J. The resale certificate required by this section need not be provided in the case of:

  1. A disposition of a unit by gift;

  2. A disposition of a unit pursuant to court order if the court so directs; or

  3. A disposition of a unit by foreclosure or deed in lieu of foreclosure.

K. In any transaction in which a resale certificate is required and a trustee acts as the seller in the sale or resale of a unit, the trustee shall obtain the resale certificate from the unit owners’ association and provide the resale certificate to the purchaser.

Re: Great list - Posted by Mark-Chgo

Posted by Mark-Chgo on April 04, 2005 at 09:31:53:

Thanks. But I forgot one important thing. If you’re planning on purchasing a condo, or any home that’s part of an HOA, to keep as a rental, check the condo decs when you get them (shortly after signing your agreement) and make sure there are no restrictions involving renting units out.

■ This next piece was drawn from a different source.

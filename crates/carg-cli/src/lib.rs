//! CLI library components for the CARG converter.

pub mod logging;
pub mod settings;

Different associations have different rules concerning them.

Re: Now YOU own the termites - Posted by CA

Posted by CA on April 04, 2005 at 12:18:46:

Hi Killer Joe,

Can we assume HOA is primarily & legally responsible to termite infestation not seller or buyer? Would it be the same situation for mold, pests etc.?

Meeting Minutes - Posted by Mark-Chgo

Posted by Mark-Chgo on April 04, 2005 at 13:44:00:

Natalie,
Even if the association refuses to provide the meeting minutes, the seller should already have copies, or have access to them. They are pretty important, as that’s where you will find out if there has been any official discussion of potential expenditures which would affect the finances of the association.

Mark

Re: Great list - Posted by Killer Joe

Posted by Killer Joe on April 04, 2005 at 09:46:05:

Mark,

Just to add an FYI, Some lenders I have dealt with will not lend into a complex that is more then 39% NOO.